## Work to be completed
Set down word for word the lines that begin the entries and run through the line containing "outline for cards)". Give nothing further.

[Stored data]
----
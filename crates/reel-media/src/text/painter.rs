//! Glyph rasterizing onto RGBA canvases.

use image::{Rgba, RgbaImage};
use std::collections::HashMap;

use super::font::FontSet;

struct GlyphBitmap {
    metrics: fontdue::Metrics,
    bitmap: Vec<u8>,
}

/// Outline drawn by repeating the glyphs at small offsets.
#[derive(Debug, Clone, Copy, PartialEq)]
pub enum Outline {
    None,
    /// Every offset in a square of `radius` (heavy outline for captions)
    Square { radius: i32, color: [u8; 4] },
    /// Four axis offsets of `radius` (light outline for cards)
    Cross { radius: i32, color: [u8; 4] },
}

impl Outline {
    pub fn offsets(&self) -> Vec<(i32, i32)> {
        match *self {
            Outline::None => Vec::new(),
            Outline::Square { radius, .. } => (-radius..=radius)
                .flat_map(|dx| (-radius..=radius).map(move |dy| (dx, dy)))
                .filter(|&(dx, dy)| dx != 0 || dy != 0)
                .collect(),
            Outline::Cross { radius, .. } => {
                vec![(-radius, 0), (radius, 0), (0, -radius), (0, radius)]
            }
        }
    }

    fn color(&self) -> Option<[u8; 4]> {
        match *self {
            Outline::None => None,
            Outline::Square { color, .. } | Outline::Cross { color, .. } => Some(color),
        }
    }
}

/// Draws text with a per-painter glyph cache.
pub struct TextPainter {
    fonts: FontSet,
    cache: HashMap<(bool, char, u32), GlyphBitmap>,
}

impl TextPainter {
    pub fn new(fonts: FontSet) -> Self {
        Self {
            fonts,
            cache: HashMap::new(),
        }
    }

    fn ascent(&self, size: u32, bold: bool) -> f32 {
        self.fonts
            .get(bold)
            .horizontal_line_metrics(size as f32)
            .map(|m| m.ascent)
            .unwrap_or(size as f32 * 0.8)
    }

    /// Height of one line box (ascent to descent).
    pub fn line_height(&self, size: u32, bold: bool) -> u32 {
        self.fonts
            .get(bold)
            .horizontal_line_metrics(size as f32)
            .map(|m| (m.ascent - m.descent).ceil() as u32)
            .unwrap_or(size * 6 / 5)
    }

    /// Advance width of `text`.
    pub fn measure(&self, text: &str, size: u32, bold: bool) -> u32 {
        let font = self.fonts.get(bold);
        let px = size as f32;
        let mut width = 0.0;
        let mut previous = None;
        for ch in text.chars() {
            if let Some(prev) = previous {
                width += font.horizontal_kern(prev, ch, px).unwrap_or(0.0);
            }
            width += font.metrics(ch, px).advance_width;
            previous = Some(ch);
        }
        width.ceil() as u32
    }

    /// Draw `text` with its line box top-left at (`x`, `y`).
    #[allow(clippy::too_many_arguments)]
    pub fn draw(
        &mut self,
        canvas: &mut RgbaImage,
        x: i32,
        y: i32,
        text: &str,
        size: u32,
        bold: bool,
        color: [u8; 4],
    ) {
        let baseline = y as f32 + self.ascent(size, bold);
        let Self { fonts, cache } = self;
        let font = fonts.get(bold);
        let px = size as f32;
        let mut pen = x as f32;
        let mut previous = None;

        for ch in text.chars() {
            if let Some(prev) = previous {
                pen += font.horizontal_kern(prev, ch, px).unwrap_or(0.0);
            }
            previous = Some(ch);

            let glyph = cache.entry((bold, ch, size)).or_insert_with(|| {
                let (metrics, bitmap) = font.rasterize(ch, px);
                GlyphBitmap { metrics, bitmap }
            });

            let gx = (pen + glyph.metrics.xmin as f32).round() as i32;
            let gy = (baseline - glyph.metrics.height as f32 - glyph.metrics.ymin as f32).round() as i32;
            blend_glyph(canvas, gx, gy, glyph, color);
            pen += glyph.metrics.advance_width;
        }
    }

    /// Draw the outline passes first, then the fill.
    #[allow(clippy::too_many_arguments)]
    pub fn draw_outlined(
        &mut self,
        canvas: &mut RgbaImage,
        x: i32,
        y: i32,
        text: &str,
        size: u32,
        bold: bool,
        fill: [u8; 4],
        outline: Outline,
    ) {
        if let Some(color) = outline.color() {
            for (dx, dy) in outline.offsets() {
                self.draw(canvas, x + dx, y + dy, text, size, bold, color);
            }
        }
        self.draw(canvas, x, y, text, size, bold, fill);
    }
}

fn blend_glyph(canvas: &mut RgbaImage, x: i32, y: i32, glyph: &GlyphBitmap, color: [u8; 4]) {
    let (width, height) = canvas.dimensions();
    let gw = glyph.metrics.width;

    for (row, line) in glyph.bitmap.chunks(gw.max(1)).enumerate() {
        let py = y + row as i32;
        if py < 0 || py >= height as i32 {
            continue;
        }
        for (col, &mask) in line.iter().enumerate() {
            let px = x + col as i32;
            if mask == 0 || px < 0 || px >= width as i32 {
                continue;
            }
            let alpha = ((u16::from(mask) * u16::from(color[3])) / 255) as u8;
            blend_over(
                canvas.get_pixel_mut(px as u32, py as u32),
                [color[0], color[1], color[2], alpha],
            );
        }
    }
}

/// Source-over compositing with straight alpha.
pub fn blend_over(dst: &mut Rgba<u8>, src: [u8; 4]) {
    let sa = f32::from(src[3]) / 255.0;
    if sa <= 0.0 {
        return;
    }
    let da = f32::from(dst.0[3]) / 255.0;
    let out_a = sa + da * (1.0 - sa);
    for c in 0..3 {
        let blended = (f32::from(src[c]) * sa + f32::from(dst.0[c]) * da * (1.0 - sa)) / out_a;
        dst.0[c] = blended.round().clamp(0.0, 255.0) as u8;
    }
    dst.0[3] = (out_a * 255.0).round() as u8;
}

/// Blend a filled rectangle; coordinates are clamped to the canvas.
pub fn fill_rect(canvas: &mut RgbaImage, x0: i32, y0: i32, x1: i32, y1: i32, color: [u8; 4]) {
    let (width, height) = canvas.dimensions();
    let x0 = x0.clamp(0, width as i32) as u32;
    let x1 = x1.clamp(0, width as i32) as u32;
    let y0 = y0.clamp(0, height as i32) as u32;
    let y1 = y1.clamp(0, height as i32) as u32;
    for y in y0..y1 {
        for x in x0..x1 {
            blend_over(canvas.get_pixel_mut(x, y), color);
        }
    }
}

/// Split a word list into two lines at the midpoint.
pub fn split_in_two<T: Clone>(items: &[T]) -> (Vec<T>, Vec<T>) {
    let mid = items.len() / 2;
    (items[..mid].to_vec(), items[mid..].to_vec())
}
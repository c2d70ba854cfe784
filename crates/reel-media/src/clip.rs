//! Time-range extraction from a longer video.

use reel_models::EncodingConfig;
use serde::Serialize;
use std::path::Path;
use tracing::{info, warn};

use crate::command::{FfmpegCommand, FfmpegRunner};
use crate::error::{exhausted, MediaError, MediaResult, StrategyFailure};
use crate::fs_utils::{finalize_output, partial_path, remove_if_exists};
use crate::metrics;
use crate::mux::{summarize, MuxSummary};
use crate::probe::get_duration;

/// A stream copy smaller than this is treated as a failed cut.
const MIN_COPY_BYTES: u64 = 1024;

/// A stream copy must cover at least this share of the requested range.
/// Copies can only cut on keyframes, which loses the start of the range.
const MIN_COPY_COVERAGE: f64 = 0.5;

/// Start and length of the range that can actually be cut.
///
/// `end_sec` is clamped to the source length. A start within the last
/// second of the source is rejected. A zero source duration means unknown,
/// and no clamping is done.
pub fn clip_window(start_sec: f64, end_sec: f64, source_sec: f64) -> MediaResult<(f64, f64)> {
    if start_sec < 0.0 {
        return Err(MediaError::invalid_input(format!(
            "clip start {:.2}s is negative",
            start_sec
        )));
    }
    let end_sec = if source_sec > 0.0 {
        if start_sec >= source_sec - 1.0 {
            return Err(MediaError::invalid_input(format!(
                "clip start {:.2}s is at or past the end of a {:.2}s video",
                start_sec, source_sec
            )));
        }
        end_sec.min(source_sec)
    } else {
        end_sec
    };

    let duration = end_sec - start_sec;
    if duration <= 0.0 {
        return Err(MediaError::invalid_input(format!(
            "clip range {:.2}s-{:.2}s is empty",
            start_sec, end_sec
        )));
    }
    Ok((start_sec, duration))
}

#[derive(Debug, Clone, Serialize)]
pub struct ClipReport {
    pub start_sec: f64,
    pub requested_sec: f64,
    pub strategy: &'static str,
    pub size_bytes: u64,
    pub duration_sec: f64,
    pub failures: Vec<StrategyFailure>,
}

/// Cuts time ranges out of videos.
#[derive(Debug, Clone)]
pub struct ClipExtractor {
    runner: FfmpegRunner,
    encoding: EncodingConfig,
}

impl ClipExtractor {
    pub fn new(runner: FfmpegRunner, encoding: EncodingConfig) -> Self {
        Self { runner, encoding }
    }

    /// Seek before the input so both strategies start decoding at the
    /// nearest keyframe rather than reading from the top.
    pub fn command(
        &self,
        input: &Path,
        start_sec: f64,
        duration_sec: f64,
        output: &Path,
        copy: bool,
    ) -> FfmpegCommand {
        let cmd = FfmpegCommand::with_output(output)
            .input_with_args(["-ss".to_string(), format!("{:.3}", start_sec)], input)
            .duration(duration_sec);
        let cmd = if copy {
            cmd.codec_copy()
        } else {
            cmd.output_args(self.encoding.video_args())
                .output_args(self.encoding.audio_args())
        };
        cmd.faststart()
    }

    /// Cut `[start_sec, end_sec)` of `input` into `output`.
    ///
    /// A stream copy is tried first. It is rejected when it fails, comes out
    /// nearly empty, or covers under half of the range; the range is then
    /// re-encoded.
    pub async fn extract(
        &self,
        input: &Path,
        start_sec: f64,
        end_sec: f64,
        output: &Path,
    ) -> MediaResult<ClipReport> {
        if !input.exists() {
            return Err(MediaError::FileNotFound(input.to_path_buf()));
        }
        let source_sec = get_duration(input).await?;
        let (start_sec, requested_sec) = clip_window(start_sec, end_sec, source_sec)?;
        if let Some(parent) = output.parent() {
            tokio::fs::create_dir_all(parent).await?;
        }
        info!(start_sec, requested_sec, "Extracting clip from {}", input.display());

        let mut failures = Vec::new();
        for (strategy, copy) in [("stream_copy", true), ("reencode", false)] {
            let partial = partial_path(output);
            let cmd = self.command(input, start_sec, requested_sec, &partial, copy);
            let result = self.runner.run(&cmd).await;
            let attempt = match finalize_output(result, &partial, output).await {
                Ok(()) => summarize(output).await.and_then(|s| accept(s, copy, requested_sec)),
                Err(e) => Err(e),
            };

            match attempt {
                Ok(summary) => {
                    info!(strategy, size_bytes = summary.size_bytes, "Clip ready");
                    return Ok(ClipReport {
                        start_sec,
                        requested_sec,
                        strategy,
                        size_bytes: summary.size_bytes,
                        duration_sec: summary.duration_sec,
                        failures,
                    });
                }
                Err(e) => {
                    warn!(strategy, error = %e, "Clip extraction attempt failed");
                    metrics::record_fallback("extract_clip", strategy);
                    remove_if_exists(output).await;
                    failures.push(StrategyFailure::new(strategy, e));
                }
            }
        }

        Err(exhausted("extract_clip", &failures))
    }
}

/// Reject stream copies that came out empty or cut well short.
fn accept(summary: MuxSummary, copy: bool, requested_sec: f64) -> MediaResult<MuxSummary> {
    if !copy {
        return Ok(summary);
    }
    if summary.size_bytes < MIN_COPY_BYTES {
        return Err(MediaError::InvalidVideo(format!(
            "stream copy is only {} bytes",
            summary.size_bytes
        )));
    }
    if summary.duration_sec < requested_sec * MIN_COPY_COVERAGE {
        return Err(MediaError::InvalidVideo(format!(
            "stream copy covers {:.1}s of {:.1}s",
            summary.duration_sec, requested_sec
        )));
    }
    Ok(summary)
}

#[cfg(test)]
mod tests {
    use super::*;
    use tempfile::TempDir;

    #[test]
    fn test_window_clamps_end_to_source() {
        assert_eq!(clip_window(10.0, 40.0, 30.0).unwrap(), (10.0, 20.0));
        assert_eq!(clip_window(5.0, 12.5, 0.0).unwrap(), (5.0, 7.5));
    }

    #[test]
    fn test_window_rejects_empty_ranges() {
        assert!(clip_window(29.5, 40.0, 30.0).unwrap_err().is_input_error());
        assert!(clip_window(8.0, 8.0, 30.0).is_err());
        assert!(clip_window(-1.0, 4.0, 30.0).is_err());
    }

    #[test]
    fn test_short_stream_copy_is_rejected() {
        let short = MuxSummary {
            size_bytes: 50_000,
            duration_sec: 4.0,
        };
        assert!(accept(short, true, 10.0).is_err());
        assert!(accept(short, false, 10.0).is_ok());
        let tiny = MuxSummary {
            size_bytes: 300,
            duration_sec: 10.0,
        };
        assert!(accept(tiny, true, 10.0).is_err());
    }

    #[test]
    fn test_copy_command_seeks_before_input() {
        let extractor = ClipExtractor::new(FfmpegRunner::new(), EncodingConfig::for_shorts());
        let args = extractor
            .command(Path::new("talk.mp4"), 12.0, 30.0, Path::new("clip.mp4"), true)
            .build_args();
        let joined = args.join(" ");
        assert!(joined.contains("-ss 12.000 -i talk.mp4"));
        assert!(joined.contains("-t 30.000"));
        assert!(joined.contains("-c copy"));

        let joined = extractor
            .command(Path::new("talk.mp4"), 12.0, 30.0, Path::new("clip.mp4"), false)
            .build_args()
            .join(" ");
        assert!(joined.contains("-maxrate 2500k"));
        assert!(joined.contains("-c:a aac"));
    }

    #[tokio::test]
    async fn test_missing_source_fails_before_ffmpeg() {
        let dir = TempDir::new().unwrap();
        let extractor = ClipExtractor::new(FfmpegRunner::new(), EncodingConfig::for_shorts());
        let err = extractor
            .extract(&dir.path().join("talk.mp4"), 0.0, 10.0, &dir.path().join("clip.mp4"))
            .await
            .unwrap_err();
        assert!(matches!(err, MediaError::FileNotFound(_)));
    }
}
----
## Result
filename crates/reel-media/src/text/painter.rs
//! Glyph rasterizing onto RGBA canvases.

use image::{Rgba, RgbaImage};
use std::collections::HashMap;

use super::font::FontSet;

struct GlyphBitmap {
    metrics: fontdue::Metrics,
    bitmap: Vec<u8>,
}

/// Outline drawn by repeating the glyphs at small offsets.
#[derive(Debug, Clone, Copy, PartialEq)]
pub enum Outline {
    None,
    /// Every offset in a square of `radius` (heavy outline for captions)
    Square { radius: i32, color: [u8; 4] },
    /// Four axis offsets of `radius` (light outline for cards)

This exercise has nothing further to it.